Over the first 500 days of the new administration, there has not been a dramatic increase in whistleblower complaints. But new Trump policies, and a drive to cut federal budgets, may make all federal employees — especially those who challenge White House policies — much more vulnerable.
Over the past 15 months, hundreds of news stories have tracked the steps the Trump administration has taken to weaken federal agencies, defer to industry interests on a variety of issues, and undo or delay more than 1,500 rules in the rulemaking pipeline.
However, despite these massive attacks on longstanding federal policies that protect public health, workers, and the environment, there has not been a surge of federal workers who have blown the whistle on waste, fraud, and abuse of power at federal agencies.

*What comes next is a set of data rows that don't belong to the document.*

//! Camera configuration resolved from the process environment.
//!
//! All values carry documented defaults so the service starts on a bare
//! system, and every value is parsed into a typed field before the first
//! capture. Malformed values are rejected at startup rather than guessed at
//! per request.

use serde::{Deserialize, Serialize};
use std::fmt;
use std::str::FromStr;
use thiserror::Error;

/// Environment variable selecting mock mode (`"true"` enables it).
pub const ENV_MOCK_MODE: &str = "MOCK_MODE";
/// Environment variable selecting the camera type (`csi` or `usb`).
pub const ENV_CAMERA_TYPE: &str = "CAMERA_TYPE";
/// Environment variable naming the USB video device node.
pub const ENV_USB_CAMERA_DEVICE: &str = "USB_CAMERA_DEVICE";
/// Environment variable holding the capture resolution as `<width>x<height>`.
pub const ENV_CAMERA_RESOLUTION: &str = "CAMERA_RESOLUTION";

const DEFAULT_DEVICE: &str = "/dev/video0";
const DEFAULT_RESOLUTION: Resolution = Resolution {
    width: 1920,
    height: 1080,
};

/// Configuration validation errors. Fatal at startup, never per-request.
#[derive(Debug, Clone, Error)]
pub enum ConfigError {
    #[error("invalid resolution {0:?} (expected <width>x<height> with positive integers)")]
    InvalidResolution(String),
    #[error("unknown camera type {0:?} (expected csi or usb)")]
    UnknownCameraType(String),
    #[error("invalid port {0:?} (expected 1-65535)")]
    InvalidPort(String),
}

/// Whether captures run against real hardware or the mock generator.
#[derive(Debug, Clone, Copy, PartialEq, Eq, Serialize, Deserialize)]
#[serde(rename_all = "lowercase")]
pub enum CameraMode {
    /// Hardware-free placeholder captures for development and testing.
    Mock,
    /// Captures through an external camera tool.
    Real,
}

impl fmt::Display for CameraMode {
    fn fmt(&self, f: &mut fmt::Formatter<'_>) -> fmt::Result {
        match self {
            CameraMode::Mock => write!(f, "mock"),
            CameraMode::Real => write!(f, "real"),
        }
    }
}

/// Physical camera attachment kind, which selects the capture tool chain.
#[derive(Debug, Clone, Copy, PartialEq, Eq, Serialize, Deserialize)]
#[serde(rename_all = "lowercase")]
pub enum CameraType {
    /// Ribbon-connected camera module driven by the libcamera/raspistill stack.
    Csi,
    /// Generic webcam exposed as a video device node, driven by fswebcam.
    Usb,
}

impl FromStr for CameraType {
    type Err = ConfigError;

    fn from_str(s: &str) -> Result<Self, Self::Err> {
        if s.eq_ignore_ascii_case("csi") {
            Ok(CameraType::Csi)
        } else if s.eq_ignore_ascii_case("usb") {
            Ok(CameraType::Usb)
        } else {
            Err(ConfigError::UnknownCameraType(s.to_string()))
        }
    }
}

impl fmt::Display for CameraType {
    fn fmt(&self, f: &mut fmt::Formatter<'_>) -> fmt::Result {
        match self {
            CameraType::Csi => write!(f, "csi"),
            CameraType::Usb => write!(f, "usb"),
        }
    }
}

/// Capture resolution in pixels, always positive in both dimensions.
#[derive(Debug, Clone, Copy, PartialEq, Eq, Serialize, Deserialize)]
pub struct Resolution {
    width: u32,
    height: u32,
}

impl Resolution {
    /// Creates a resolution from raw dimensions.
    pub fn new(width: u32, height: u32) -> Result<Self, ConfigError> {
        if width == 0 || height == 0 {
            return Err(ConfigError::InvalidResolution(format!(
                "{width}x{height}"
            )));
        }
        Ok(Self { width, height })
    }

    /// Width in pixels.
    #[inline]
    pub fn width(&self) -> u32 {
        self.width
    }

    /// Height in pixels.
    #[inline]
    pub fn height(&self) -> u32 {
        self.height
    }
}

impl FromStr for Resolution {
    type Err = ConfigError;

    fn from_str(s: &str) -> Result<Self, Self::Err> {
        let invalid = || ConfigError::InvalidResolution(s.to_string());
        let (width, height) = s.split_once('x').ok_or_else(invalid)?;
        let width: u32 = width.trim().parse().map_err(|_| invalid())?;
        let height: u32 = height.trim().parse().map_err(|_| invalid())?;
        Resolution::new(width, height).map_err(|_| invalid())
    }
}

impl fmt::Display for Resolution {
    fn fmt(&self, f: &mut fmt::Formatter<'_>) -> fmt::Result {
        write!(f, "{}x{}", self.width, self.height)
    }
}

/// Immutable camera configuration, constructed once at process start.
#[derive(Debug, Clone, Serialize, Deserialize)]
pub struct CameraConfig {
    /// Capture mode (mock or real).
    pub mode: CameraMode,
    /// Attached camera kind, selecting the tool chain.
    pub camera_type: CameraType,
    /// Video device node, used only for USB captures.
    pub device: String,
    /// Capture resolution.
    pub resolution: Resolution,
}

impl Default for CameraConfig {
    fn default() -> Self {
        Self {
            mode: CameraMode::Real,
            camera_type: CameraType::Csi,
            device: DEFAULT_DEVICE.to_string(),
            resolution: DEFAULT_RESOLUTION,
        }
    }
}

impl CameraConfig {
    /// Creates a mock-mode configuration, useful for tests and demos.
    pub fn mock() -> Self {
        Self {
            mode: CameraMode::Mock,
            ..Default::default()
        }
    }

    /// Resolves the configuration from the process environment.
    ///
    /// Unset variables fall back to their defaults; set-but-malformed
    /// variables are a [`ConfigError`].
    pub fn from_env() -> Result<Self, ConfigError> {
        Self::from_lookup(|key| std::env::var(key).ok())
    }

    /// Resolves the configuration through an arbitrary string lookup.
    ///
    /// The lookup receives the environment variable name and returns the
    /// raw value, if any. Tests use this to avoid touching the real
    /// process environment.
    pub fn from_lookup(lookup: impl Fn(&str) -> Option<String>) -> Result<Self, ConfigError> {
        let mode = match lookup(ENV_MOCK_MODE) {
            Some(value) if value.eq_ignore_ascii_case("true") => CameraMode::Mock,
            _ => CameraMode::Real,
        };
        let camera_type = match lookup(ENV_CAMERA_TYPE) {
            Some(value) => value.parse()?,
            None => CameraType::Csi,
        };
        let device = lookup(ENV_USB_CAMERA_DEVICE).unwrap_or_else(|| DEFAULT_DEVICE.to_string());
        let resolution = match lookup(ENV_CAMERA_RESOLUTION) {
            Some(value) => value.parse()?,
            None => DEFAULT_RESOLUTION,
        };
        Ok(Self {
            mode,
            camera_type,
            device,
            resolution,
        })
    }
}
//! Capture attempt descriptors and per-camera tool chains.
//!
//! Each camera type maps to an ordered list of [`CaptureAttempt`]s that the
//! orchestrator walks until one succeeds. Different OS images ship different
//! camera stacks, so the CSI chain tries the modern libcamera tool first and
//! falls back to the legacy one; USB capture has a single tool and no
//! fallback.

use crate::config::{CameraConfig, CameraType, Resolution};
use std::path::Path;
use std::time::Duration;

/// Warm-up delay in milliseconds passed to CSI tools before the exposure.
///
/// Both the modern and legacy tool get the same delay so sensor warm-up is
/// consistent regardless of which one runs.
pub const DEFAULT_WARMUP_MS: u64 = 1000;

/// Bound on a single tool invocation, covering warm-up plus capture.
pub const DEFAULT_ATTEMPT_TIMEOUT: Duration = Duration::from_secs(15);

/// One candidate invocation of an external capture tool.
#[derive(Debug, Clone, PartialEq, Eq)]
pub struct CaptureAttempt {
    tool: String,
    args: Vec<String>,
    timeout: Duration,
}

impl CaptureAttempt {
    /// Creates an attempt from raw parts.
    pub fn new(tool: impl Into<String>, args: Vec<String>, timeout: Duration) -> Self {
        Self {
            tool: tool.into(),
            args,
            timeout,
        }
    }

    /// Executable name to spawn.
    #[inline]
    pub fn tool(&self) -> &str {
        &self.tool
    }

    /// Ordered argument list.
    #[inline]
    pub fn args(&self) -> &[String] {
        &self.args
    }

    /// Wall-clock bound for the invocation.
    #[inline]
    pub fn timeout(&self) -> Duration {
        self.timeout
    }

    /// USB webcam capture via `fswebcam`.
    pub fn fswebcam(device: &str, resolution: Resolution, output: &Path) -> Self {
        Self::new(
            "fswebcam",
            vec![
                "--device".to_string(),
                device.to_string(),
                "-r".to_string(),
                resolution.to_string(),
                "--no-banner".to_string(),
                output.display().to_string(),
            ],
            DEFAULT_ATTEMPT_TIMEOUT,
        )
    }

    /// CSI capture via the modern libcamera stack.
    pub fn libcamera_still(resolution: Resolution, warmup_ms: u64, output: &Path) -> Self {
        Self::new(
            "libcamera-still",
            vec![
                "-o".to_string(),
                output.display().to_string(),
                "--width".to_string(),
                resolution.width().to_string(),
                "--height".to_string(),
                resolution.height().to_string(),
                "--timeout".to_string(),
                warmup_ms.to_string(),
            ],
            DEFAULT_ATTEMPT_TIMEOUT,
        )
    }

    /// CSI capture via the legacy raspistill tool for older OS images.
    pub fn raspistill(resolution: Resolution, warmup_ms: u64, output: &Path) -> Self {
        Self::new(
            "raspistill",
            vec![
                "-o".to_string(),
                output.display().to_string(),
                "-w".to_string(),
                resolution.width().to_string(),
                "-h".to_string(),
                resolution.height().to_string(),
                "-t".to_string(),
                warmup_ms.to_string(),
            ],
            DEFAULT_ATTEMPT_TIMEOUT,
        )
    }
}

/// Builds the ordered fallback chain for the configured camera type.
///
/// Every chain writes to the same `output` path; a later attempt simply
/// overwrites whatever an earlier failed attempt left behind.
pub fn attempts_for(config: &CameraConfig, output: &Path, warmup_ms: u64) -> Vec<CaptureAttempt> {
    match config.camera_type {
        CameraType::Usb => vec![CaptureAttempt::fswebcam(
            &config.device,
            config.resolution,
            output,
        )],
        CameraType::Csi => vec![
            CaptureAttempt::libcamera_still(config.resolution, warmup_ms, output),
            CaptureAttempt::raspistill(config.resolution, warmup_ms, output),
        ],
    }
}

#[cfg(test)]
mod tests {
    use super::*;
    use crate::config::CameraConfig;
    use std::path::PathBuf;

    fn output() -> PathBuf {
        PathBuf::from("/tmp/still-server/capture_1700000000000.jpg")
    }

    #[test]
    fn test_fswebcam_arguments() {
        let resolution: Resolution = "1920x1080".parse().unwrap();
        let attempt = CaptureAttempt::fswebcam("/dev/video2", resolution, &output());
        assert_eq!(attempt.tool(), "fswebcam");
        assert_eq!(
            attempt.args(),
            [
                "--device",
                "/dev/video2",
                "-r",
                "1920x1080",
                "--no-banner",
                "/tmp/still-server/capture_1700000000000.jpg",
            ]
        );
    }

    #[test]
    fn test_libcamera_still_arguments() {
        let resolution: Resolution = "1280x720".parse().unwrap();
        let attempt = CaptureAttempt::libcamera_still(resolution, 1000, &output());
        assert_eq!(attempt.tool(), "libcamera-still");
        assert_eq!(
            attempt.args(),
            [
                "-o",
                "/tmp/still-server/capture_1700000000000.jpg",
                "--width",
                "1280",
                "--height",
                "720",
                "--timeout",
                "1000",
            ]
        );
    }

    #[test]
    fn test_raspistill_arguments() {
        let resolution: Resolution = "1280x720".parse().unwrap();
        let attempt = CaptureAttempt::raspistill(resolution, 500, &output());
        assert_eq!(attempt.tool(), "raspistill");
        assert_eq!(
            attempt.args(),
            [
                "-o",
                "/tmp/still-server/capture_1700000000000.jpg",
                "-w",
                "1280",
                "-h",
                "720",
                "-t",
                "500",
            ]
        );
    }

    #[test]
    fn test_csi_chain_order() {
        let config = CameraConfig::default();
        let attempts = attempts_for(&config, &output(), DEFAULT_WARMUP_MS);
        let tools: Vec<&str> = attempts.iter().map(|a| a.tool()).collect();
        assert_eq!(tools, ["libcamera-still", "raspistill"]);
    }

    #[test]
    fn test_usb_chain_has_no_fallback() {
        let config = CameraConfig {
            camera_type: CameraType::Usb,
            ..Default::default()
        };
        let attempts = attempts_for(&config, &output(), DEFAULT_WARMUP_MS);
        let tools: Vec<&str> = attempts.iter().map(|a| a.tool()).collect();
        assert_eq!(tools, ["fswebcam"]);
    }
}
//! Capture orchestration.
//!
//! A capture is one walk through a small state machine: branch on mode,
//! run the tool fallback chain against a scratch file, encode what the
//! tool wrote, and fold every outcome into one [`CaptureResult`] shape.
//! Failures stay inside the result; nothing here panics or propagates a
//! backend error to the caller.
//!
//! # Example
//!
//! ```no_run
//! use still_server::{CameraConfig, CaptureOrchestrator};
//!
//! # async fn demo() {
//! let orchestrator = CaptureOrchestrator::new(CameraConfig::mock());
//! let result = orchestrator.capture().await;
//! assert!(result.success);
//! # }
//! ```

mod attempt;
mod invoker;
mod observe;
mod orchestrator;
mod result;

pub use attempt::{attempts_for, CaptureAttempt, DEFAULT_ATTEMPT_TIMEOUT, DEFAULT_WARMUP_MS};
pub use invoker::{BackendError, ProcessInvoker, ToolInvoker};
pub use observe::{CaptureEvent, CaptureObserver, TracingObserver};
pub use orchestrator::CaptureOrchestrator;
pub use result::CaptureResult;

There seem to be two reasons for this current state of affairs: 1) Hundreds of political jobs in federal agencies remain unfilled, and 2) at agencies where President Donald Trump’s policies are taking hold, staffers are often leaving instead of fighting.
But things could change in the coming months, particularly if Congress agrees with Trump’s proposals to drastically cut agency budgets, and as new political appointees take the reins of the one agency where all federal workers can appeal major personnel actions, including terminations — the Merit Systems Protection Board (MSPB).
To be sure, there have been a few high-profile instances where career civil servants have adamantly complained about new policies.
When the Department of Interior reassigned scientist Joel Clement from his senior position working on climate change mitigation efforts in Alaska to a position as a bean-counter in the agency’s accounting office, Clement did not go quietly. He let the media know what was happening, making headlines in July 2017.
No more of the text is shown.